■ **PROVIDED RECORDS**
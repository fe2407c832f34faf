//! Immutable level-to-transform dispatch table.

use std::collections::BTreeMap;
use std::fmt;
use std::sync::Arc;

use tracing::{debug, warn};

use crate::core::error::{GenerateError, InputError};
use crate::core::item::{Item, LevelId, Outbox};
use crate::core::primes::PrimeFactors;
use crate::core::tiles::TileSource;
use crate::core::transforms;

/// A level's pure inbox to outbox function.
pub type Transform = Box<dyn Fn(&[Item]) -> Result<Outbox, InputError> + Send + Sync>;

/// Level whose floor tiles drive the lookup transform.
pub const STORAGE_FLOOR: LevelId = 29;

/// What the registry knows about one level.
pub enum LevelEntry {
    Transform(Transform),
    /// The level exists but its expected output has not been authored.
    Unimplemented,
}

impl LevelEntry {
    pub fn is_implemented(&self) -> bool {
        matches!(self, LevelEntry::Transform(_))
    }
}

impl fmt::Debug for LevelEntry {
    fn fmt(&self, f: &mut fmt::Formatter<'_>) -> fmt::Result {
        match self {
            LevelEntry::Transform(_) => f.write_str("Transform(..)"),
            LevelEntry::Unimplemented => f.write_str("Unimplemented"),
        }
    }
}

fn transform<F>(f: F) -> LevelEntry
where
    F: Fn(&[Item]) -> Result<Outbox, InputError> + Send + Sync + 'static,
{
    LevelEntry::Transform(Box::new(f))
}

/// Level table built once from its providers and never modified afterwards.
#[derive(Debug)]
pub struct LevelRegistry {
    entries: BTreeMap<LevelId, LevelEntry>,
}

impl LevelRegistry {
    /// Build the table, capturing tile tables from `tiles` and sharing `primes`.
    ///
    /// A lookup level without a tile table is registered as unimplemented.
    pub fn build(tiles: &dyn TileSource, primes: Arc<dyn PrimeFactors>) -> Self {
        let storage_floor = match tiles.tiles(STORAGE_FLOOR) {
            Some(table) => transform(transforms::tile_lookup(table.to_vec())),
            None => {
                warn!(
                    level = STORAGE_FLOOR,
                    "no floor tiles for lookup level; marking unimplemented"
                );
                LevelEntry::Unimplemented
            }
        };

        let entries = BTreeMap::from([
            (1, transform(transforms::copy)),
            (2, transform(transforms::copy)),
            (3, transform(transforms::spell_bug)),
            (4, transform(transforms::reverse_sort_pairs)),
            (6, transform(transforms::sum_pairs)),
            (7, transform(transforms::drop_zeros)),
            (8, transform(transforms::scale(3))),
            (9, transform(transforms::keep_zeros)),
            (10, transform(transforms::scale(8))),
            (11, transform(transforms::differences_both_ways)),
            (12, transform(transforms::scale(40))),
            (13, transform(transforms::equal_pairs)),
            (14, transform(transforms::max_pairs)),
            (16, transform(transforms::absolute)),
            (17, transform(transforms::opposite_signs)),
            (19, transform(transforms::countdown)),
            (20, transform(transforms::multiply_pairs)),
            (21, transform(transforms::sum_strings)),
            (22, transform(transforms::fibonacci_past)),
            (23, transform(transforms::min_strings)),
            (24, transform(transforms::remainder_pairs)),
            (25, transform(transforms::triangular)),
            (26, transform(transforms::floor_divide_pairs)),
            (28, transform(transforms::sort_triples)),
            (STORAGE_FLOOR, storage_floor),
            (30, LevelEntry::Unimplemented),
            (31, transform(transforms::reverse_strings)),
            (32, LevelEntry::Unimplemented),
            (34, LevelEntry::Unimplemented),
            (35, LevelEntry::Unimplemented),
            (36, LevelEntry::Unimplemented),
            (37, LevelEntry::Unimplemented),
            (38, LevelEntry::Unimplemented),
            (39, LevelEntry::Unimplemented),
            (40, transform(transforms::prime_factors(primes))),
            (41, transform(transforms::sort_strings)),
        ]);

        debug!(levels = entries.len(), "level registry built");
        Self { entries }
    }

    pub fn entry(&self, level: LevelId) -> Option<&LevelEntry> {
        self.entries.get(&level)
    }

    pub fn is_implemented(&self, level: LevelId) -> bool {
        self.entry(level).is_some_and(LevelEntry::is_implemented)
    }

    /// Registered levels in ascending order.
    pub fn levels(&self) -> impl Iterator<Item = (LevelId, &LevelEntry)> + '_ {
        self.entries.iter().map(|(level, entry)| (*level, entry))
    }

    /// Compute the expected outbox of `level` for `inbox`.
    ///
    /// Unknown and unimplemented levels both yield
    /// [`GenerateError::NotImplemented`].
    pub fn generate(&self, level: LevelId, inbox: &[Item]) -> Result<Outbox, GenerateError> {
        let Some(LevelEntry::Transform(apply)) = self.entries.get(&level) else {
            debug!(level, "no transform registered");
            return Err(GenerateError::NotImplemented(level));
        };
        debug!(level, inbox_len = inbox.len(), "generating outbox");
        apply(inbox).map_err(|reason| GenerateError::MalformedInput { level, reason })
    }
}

■ **WHAT THE EXERCISE ASKS**
Repeat the whole of the data above exactly, keeping every word.

■ **FINAL ANSWER**
repository fe2407c832f34faf
//! Immutable level-to-transform dispatch table.

use std::collections::BTreeMap;
use std::fmt;
use std::sync::Arc;

use tracing::{debug, warn};

use crate::core::error::{GenerateError, InputError};
use crate::core::item::{Item, LevelId, Outbox};
use crate::core::primes::PrimeFactors;
use crate::core::tiles::TileSource;
use crate::core::transforms;

/// A level's pure inbox to outbox function.
pub type Transform = Box<dyn Fn(&[Item]) -> Result<Outbox, InputError> + Send + Sync>;

/// Level whose floor tiles drive the lookup transform.
pub const STORAGE_FLOOR: LevelId = 29;

/// What the registry knows about one level.
pub enum LevelEntry {
    Transform(Transform),
    /// The level exists but its expected output has not been authored.
    Unimplemented,
}

impl LevelEntry {
    pub fn is_implemented(&self) -> bool {
        matches!(self, LevelEntry::Transform(_))
    }
}

impl fmt::Debug for LevelEntry {
    fn fmt(&self, f: &mut fmt::Formatter<'_>) -> fmt::Result {
        match self {
            LevelEntry::Transform(_) => f.write_str("Transform(..)"),
            LevelEntry::Unimplemented => f.write_str("Unimplemented"),
        }
    }
}

fn transform<F>(f: F) -> LevelEntry
where
    F: Fn(&[Item]) -> Result<Outbox, InputError> + Send + Sync + 'static,
{
    LevelEntry::Transform(Box::new(f))
}

/// Level table built once from its providers and never modified afterwards.
#[derive(Debug)]
pub struct LevelRegistry {
    entries: BTreeMap<LevelId, LevelEntry>,
}

impl LevelRegistry {
    /// Build the table, capturing tile tables from `tiles` and sharing `primes`.
    ///
    /// A lookup level without a tile table is registered as unimplemented.
    pub fn build(tiles: &dyn TileSource, primes: Arc<dyn PrimeFactors>) -> Self {
        let storage_floor = match tiles.tiles(STORAGE_FLOOR) {
            Some(table) => transform(transforms::tile_lookup(table.to_vec())),
            None => {
                warn!(
                    level = STORAGE_FLOOR,
                    "no floor tiles for lookup level; marking unimplemented"
                );
                LevelEntry::Unimplemented
            }
        };

        let entries = BTreeMap::from([
            (1, transform(transforms::copy)),
            (2, transform(transforms::copy)),
            (3, transform(transforms::spell_bug)),
            (4, transform(transforms::reverse_sort_pairs)),
            (6, transform(transforms::sum_pairs)),
            (7, transform(transforms::drop_zeros)),
            (8, transform(transforms::scale(3))),
            (9, transform(transforms::keep_zeros)),
            (10, transform(transforms::scale(8))),
            (11, transform(transforms::differences_both_ways)),
            (12, transform(transforms::scale(40))),
            (13, transform(transforms::equal_pairs)),
            (14, transform(transforms::max_pairs)),
            (16, transform(transforms::absolute)),
            (17, transform(transforms::opposite_signs)),
            (19, transform(transforms::countdown)),
            (20, transform(transforms::multiply_pairs)),
            (21, transform(transforms::sum_strings)),
            (22, transform(transforms::fibonacci_past)),
            (23, transform(transforms::min_strings)),
            (24, transform(transforms::remainder_pairs)),
            (25, transform(transforms::triangular)),
            (26, transform(transforms::floor_divide_pairs)),
            (28, transform(transforms::sort_triples)),
            (STORAGE_FLOOR, storage_floor),
            (30, LevelEntry::Unimplemented),
            (31, transform(transforms::reverse_strings)),
            (32, LevelEntry::Unimplemented),
            (34, LevelEntry::Unimplemented),
            (35, LevelEntry::Unimplemented),
            (36, LevelEntry::Unimplemented),
            (37, LevelEntry::Unimplemented),
            (38, LevelEntry::Unimplemented),
            (39, LevelEntry::Unimplemented),
            (40, transform(transforms::prime_factors(primes))),
            (41, transform(transforms::sort_strings)),
        ]);

        debug!(levels = entries.len(), "level registry built");
        Self { entries }
    }

    pub fn entry(&self, level: LevelId) -> Option<&LevelEntry> {
        self.entries.get(&level)
    }

    pub fn is_implemented(&self, level: LevelId) -> bool {
        self.entry(level).is_some_and(LevelEntry::is_implemented)
    }

    /// Registered levels in ascending order.
    pub fn levels(&self) -> impl Iterator<Item = (LevelId, &LevelEntry)> + '_ {
        self.entries.iter().map(|(level, entry)| (*level, entry))
    }

    /// Compute the expected outbox of `level` for `inbox`.
    ///
    /// Unknown and unimplemented levels both yield
    /// [`GenerateError::NotImplemented`].
    pub fn generate(&self, level: LevelId, inbox: &[Item]) -> Result<Outbox, GenerateError> {
        let Some(LevelEntry::Transform(apply)) = self.entries.get(&level) else {
            debug!(level, "no transform registered");
            return Err(GenerateError::NotImplemented(level));
        };
        debug!(level, inbox_len = inbox.len(), "generating outbox");
        apply(inbox).map_err(|reason| GenerateError::MalformedInput { level, reason })
    }
}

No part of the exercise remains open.